→ **Requirement**:
A word-for-word repeat of all the data is the goal.

------

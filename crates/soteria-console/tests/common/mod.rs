//! 통합 테스트 공용 도우미.

#![allow(dead_code)]

use parking_lot::Mutex;
use soteria_console::commands::Context;
use soteria_console::toaster::Toaster;
use soteria_core::config::AppConfig;
use soteria_core::ports::notifier::{Notifier, ToastLevel};
use soteria_core::token_store::MemoryTokenStore;
use soteria_network::api_manager::ApiManager;
use soteria_network::auth::AuthSession;
use std::sync::Arc;

/// 발송된 토스트를 기록하는 알림 어댑터
#[derive(Debug, Default)]
pub struct RecordingNotifier {
    toasts: Mutex<Vec<(ToastLevel, String)>>,
}

impl RecordingNotifier {
    pub fn toasts(&self) -> Vec<(ToastLevel, String)> {
        self.toasts.lock().clone()
    }

    pub fn errors(&self) -> Vec<String> {
        self.toasts
            .lock()
            .iter()
            .filter(|(level, _)| *level == ToastLevel::Error)
            .map(|(_, msg)| msg.clone())
            .collect()
    }
}

impl Notifier for RecordingNotifier {
    fn notify(&self, level: ToastLevel, message: &str) {
        self.toasts.lock().push((level, message.to_string()));
    }
}

pub fn recording_toaster() -> (Toaster, Arc<RecordingNotifier>) {
    let notifier = Arc::new(RecordingNotifier::default());
    (Toaster::new(notifier.clone(), false), notifier)
}

pub fn config_for(server: &mockito::ServerGuard) -> AppConfig {
    let mut config = AppConfig::default_config();
    config.server.base_url = server.url();
    config.server.request_timeout_ms = 5_000;
    config
}

/// 토큰이 미리 저장된 세션으로 파사드 생성
pub fn api_for(server: &mockito::ServerGuard, token: &str) -> Arc<ApiManager> {
    let session = Arc::new(AuthSession::new(Arc::new(MemoryTokenStore::with_token(token))));
    Arc::new(ApiManager::new(&config_for(server), session).unwrap())
}

/// 토큰 없이 시작하는 파사드
pub fn logged_out_api_for(server: &mockito::ServerGuard) -> Arc<ApiManager> {
    let session = Arc::new(AuthSession::new(Arc::new(MemoryTokenStore::new())));
    Arc::new(ApiManager::new(&config_for(server), session).unwrap())
}

/// 토스트를 기록하는 명령 실행 컨텍스트
pub fn context_for(server: &mockito::ServerGuard, api: Arc<ApiManager>) -> (Context, Arc<RecordingNotifier>) {
    let (toaster, notifier) = recording_toaster();
    let ctx = Context {
        api,
        toaster,
        config: config_for(server),
    };
    (ctx, notifier)
}

pub fn ok_body(data: serde_json::Value) -> String {
    serde_json::json!({ "status": 100, "description": "OK", "data": data }).to_string()
}
//! 인증 세션 상태.
//!
//! 모든 `ApiManager` 인스턴스가 공유하는 프로세스 단위 인증 상태.
//! 현재 토큰, 마지막으로 성공한 비밀번호, OTP 사용 여부를 보관하며
//! 토큰 변경은 [`TokenStore`]에 반영된다.

use parking_lot::{Mutex, RwLock};
use soteria_core::ports::token_store::TokenStore;
use std::sync::Arc;
use tokio::sync::watch;
use tracing::{debug, info, warn};

/// 세션 상태 (구독자에게 전파됨)
#[derive(Debug, Clone, Copy, PartialEq, Eq)]
pub enum SessionState {
    /// 토큰 없음
    LoggedOut,
    /// 토큰 보유
    LoggedIn,
    /// 재로그인 불가로 토큰이 강제 삭제됨
    ForcedLogout,
}

/// 재로그인에 필요한 자격증명
#[derive(Debug, Default)]
struct Credentials {
    last_known_password: String,
    had_otp: bool,
}

/// 공유 인증 세션
pub struct AuthSession {
    token: RwLock<String>,
    credentials: Mutex<Credentials>,
    store: Arc<dyn TokenStore>,
    state_tx: watch::Sender<SessionState>,
}

impl AuthSession {
    /// 저장소에 남아 있는 토큰으로 세션 생성
    pub fn new(store: Arc<dyn TokenStore>) -> Self {
        let token = store.load().unwrap_or_default();
        let initial = if token.is_empty() {
            SessionState::LoggedOut
        } else {
            SessionState::LoggedIn
        };
        let (state_tx, _) = watch::channel(initial);

        Self {
            token: RwLock::new(token),
            credentials: Mutex::new(Credentials::default()),
            store,
            state_tx,
        }
    }

    /// 현재 토큰 (없으면 빈 문자열)
    pub fn auth_token(&self) -> String {
        self.token.read().clone()
    }

    /// 토큰 보유 여부
    pub fn is_logged_in(&self) -> bool {
        !self.token.read().is_empty()
    }

    /// 토큰 교체. 빈 토큰은 저장소를 비운다.
    pub fn set_auth_token(&self, token: &str) {
        *self.token.write() = token.to_string();

        if token.is_empty() {
            if let Err(e) = self.store.clear() {
                warn!("토큰 저장소 삭제 실패: {e}");
            }
            self.state_tx.send_replace(SessionState::LoggedOut);
        } else {
            if let Err(e) = self.store.save(token) {
                warn!("토큰 저장 실패: {e}");
            }
            self.state_tx.send_replace(SessionState::LoggedIn);
        }
    }

    /// 로그인 시도 직전 자격증명 기록
    pub fn remember_credentials(&self, password: &str, had_otp: bool) {
        let mut creds = self.credentials.lock();
        creds.last_known_password = password.to_string();
        creds.had_otp = had_otp;
    }

    /// 자격증명 삭제 (비밀번호 오류/백오프 시)
    pub fn forget_credentials(&self) {
        *self.credentials.lock() = Credentials::default();
        debug!("저장된 자격증명 삭제");
    }

    /// 재로그인에 쓸 비밀번호
    ///
    /// 비밀번호가 없거나 마지막 로그인에 OTP를 썼다면 None.
    /// OTP는 일회용이므로 같은 자격증명으로 재시도해도 실패한다.
    pub fn relogin_password(&self) -> Option<String> {
        let creds = self.credentials.lock();
        if creds.last_known_password.is_empty() || creds.had_otp {
            None
        } else {
            Some(creds.last_known_password.clone())
        }
    }

    /// 토큰을 보유 중이면 강제 로그아웃
    ///
    /// 실제로 로그아웃했으면 true.
    pub fn force_logout(&self) -> bool {
        if !self.is_logged_in() {
            return false;
        }
        self.set_auth_token("");
        self.state_tx.send_replace(SessionState::ForcedLogout);
        info!("재로그인 불가: 강제 로그아웃");
        true
    }

    /// 세션 상태 구독
    pub fn subscribe(&self) -> watch::Receiver<SessionState> {
        self.state_tx.subscribe()
    }

    /// 현재 세션 상태
    pub fn state(&self) -> SessionState {
        *self.state_tx.borrow()
    }
}

impl std::fmt::Debug for AuthSession {
    fn fmt(&self, f: &mut std::fmt::Formatter<'_>) -> std::fmt::Result {
        f.debug_struct("AuthSession")
            .field("logged_in", &self.is_logged_in())
            .field("state", &self.state())
            .finish_non_exhaustive()
    }
}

------

→ **Finished task**:
filename crates/soteria-console/tests/common/mod.rs
//! 통합 테스트 공용 도우미.

#![allow(dead_code)]

use parking_lot::Mutex;
use soteria_console::commands::Context;
use soteria_console::toaster::Toaster;
use soteria_core::config::AppConfig;
use soteria_core::ports::notifier::{Notifier, ToastLevel};
use soteria_core::token_store::MemoryTokenStore;
use soteria_network::api_manager::ApiManager;
use soteria_network::auth::AuthSession;
use std::sync::Arc;

/// 발송된 토스트를 기록하는 알림 어댑터
#[derive(Debug, Default)]
pub struct RecordingNotifier {
    toasts: Mutex<Vec<(ToastLevel, String)>>,
}

impl RecordingNotifier {
    pub fn toasts(&self) -> Vec<(ToastLevel, String)> {
        self.toasts.lock().clone()
    }

    pub fn errors(&self) -> Vec<String> {
        self.toasts
            .lock()
            .iter()
            .filter(|(level, _)| *level == ToastLevel::Error)
            .map(|(_, msg)| msg.clone())
            .collect()
    }
}

impl Notifier for RecordingNotifier {
    fn notify(&self, level: ToastLevel, message: &str) {
        self.toasts.lock().push((level, message.to_string()));
    }
}

pub fn recording_toaster() -> (Toaster, Arc<RecordingNotifier>) {
    let notifier = Arc::new(RecordingNotifier::default());
    (Toaster::new(notifier.clone(), false), notifier)
}

pub fn config_for(server: &mockito::ServerGuard) -> AppConfig {
    let mut config = AppConfig::default_config();
    config.server.base_url = server.url();
    config.server.request_timeout_ms = 5_000;
    config
}

/// 토큰이 미리 저장된 세션으로 파사드 생성
pub fn api_for(server: &mockito::ServerGuard, token: &str) -> Arc<ApiManager> {
    let session = Arc::new(AuthSession::new(Arc::new(MemoryTokenStore::with_token(token))));
    Arc::new(ApiManager::new(&config_for(server), session).unwrap())
}

/// 토큰 없이 시작하는 파사드
pub fn logged_out_api_for(server: &mockito::ServerGuard) -> Arc<ApiManager> {
    let session = Arc::new(AuthSession::new(Arc::new(MemoryTokenStore::new())));
    Arc::new(ApiManager::new(&config_for(server), session).unwrap())
}

/// 토스트를 기록하는 명령 실행 컨텍스트
pub fn context_for(server: &mockito::ServerGuard, api: Arc<ApiManager>) -> (Context, Arc<RecordingNotifier>) {
    let (toaster, notifier) = recording_toaster();
    let ctx = Context {
        api,
        toaster,
        config: config_for(server),
    };
    (ctx, notifier)
}

pub fn ok_body(data: serde_json::Value) -> String {
    serde_json::json!({ "status": 100, "description": "OK", "data": data }).to_string()
}
//! 인증 세션 상태.
//!
//! 모든 `ApiManager` 인스턴스가 공유하는 프로세스 단위 인증 상태.
//! 현재 토큰, 마지막으로 성공한 비밀번호, OTP 사용 여부를 보관하며
//! 토큰 변경은 [`TokenStore`]에 반영된다.

use parking_lot::{Mutex, RwLock};
use soteria_core::ports::token_store::TokenStore;
use std::sync::Arc;
use tokio::sync::watch;
use tracing::{debug, info, warn};

/// 세션 상태 (구독자에게 전파됨)
#[derive(Debug, Clone, Copy, PartialEq, Eq)]
pub enum SessionState {
    /// 토큰 없음
    LoggedOut,
    /// 토큰 보유
    LoggedIn,
    /// 재로그인 불가로 토큰이 강제 삭제됨
    ForcedLogout,
}

/// 재로그인에 필요한 자격증명
#[derive(Debug, Default)]
struct Credentials {
    last_known_password: String,
    had_otp: bool,
}

/// 공유 인증 세션
pub struct AuthSession {
    token: RwLock<String>,
    credentials: Mutex<Credentials>,
    store: Arc<dyn TokenStore>,
    state_tx: watch::Sender<SessionState>,
}

impl AuthSession {
    /// 저장소에 남아 있는 토큰으로 세션 생성
    pub fn new(store: Arc<dyn TokenStore>) -> Self {
        let token = store.load().unwrap_or_default();
        let initial = if token.is_empty() {
            SessionState::LoggedOut
        } else {
            SessionState::LoggedIn
        };
        let (state_tx, _) = watch::channel(initial);

        Self {
            token: RwLock::new(token),
            credentials: Mutex::new(Credentials::default()),
            store,
            state_tx,
        }
    }

    /// 현재 토큰 (없으면 빈 문자열)
    pub fn auth_token(&self) -> String {
        self.token.read().clone()
    }

    /// 토큰 보유 여부
    pub fn is_logged_in(&self) -> bool {
        !self.token.read().is_empty()
    }

    /// 토큰 교체. 빈 토큰은 저장소를 비운다.
    pub fn set_auth_token(&self, token: &str) {
        *self.token.write() = token.to_string();

        if token.is_empty() {
            if let Err(e) = self.store.clear() {
                warn!("토큰 저장소 삭제 실패: {e}");
            }
            self.state_tx.send_replace(SessionState::LoggedOut);
        } else {
            if let Err(e) = self.store.save(token) {
                warn!("토큰 저장 실패: {e}");
            }
            self.state_tx.send_replace(SessionState::LoggedIn);
        }
    }

    /// 로그인 시도 직전 자격증명 기록
    pub fn remember_credentials(&self, password: &str, had_otp: bool) {
        let mut creds = self.credentials.lock();
        creds.last_known_password = password.to_string();
        creds.had_otp = had_otp;
    }

    /// 자격증명 삭제 (비밀번호 오류/백오프 시)
    pub fn forget_credentials(&self) {
        *self.credentials.lock() = Credentials::default();
        debug!("저장된 자격증명 삭제");
    }

    /// 재로그인에 쓸 비밀번호
    ///
    /// 비밀번호가 없거나 마지막 로그인에 OTP를 썼다면 None.
    /// OTP는 일회용이므로 같은 자격증명으로 재시도해도 실패한다.
    pub fn relogin_password(&self) -> Option<String> {
        let creds = self.credentials.lock();
        if creds.last_known_password.is_empty() || creds.had_otp {
            None
        } else {
            Some(creds.last_known_password.clone())
        }
    }

    /// 토큰을 보유 중이면 강제 로그아웃
    ///
    /// 실제로 로그아웃했으면 true.
    pub fn force_logout(&self) -> bool {
        if !self.is_logged_in() {
            return false;
        }
        self.set_auth_token("");
        self.state_tx.send_replace(SessionState::ForcedLogout);
        info!("재로그인 불가: 강제 로그아웃");
        true
    }

    /// 세션 상태 구독
    pub fn subscribe(&self) -> watch::Receiver<SessionState> {
        self.state_tx.subscribe()
    }

    /// 현재 세션 상태
    pub fn state(&self) -> SessionState {
        *self.state_tx.borrow()
    }
}

impl std::fmt::Debug for AuthSession {
    fn fmt(&self, f: &mut std::fmt::Formatter<'_>) -> std::fmt::Result {
        f.debug_struct("AuthSession")
            .field("logged_in", &self.is_logged_in())
            .field("state", &self.state())
            .finish_non_exhaustive()
    }
}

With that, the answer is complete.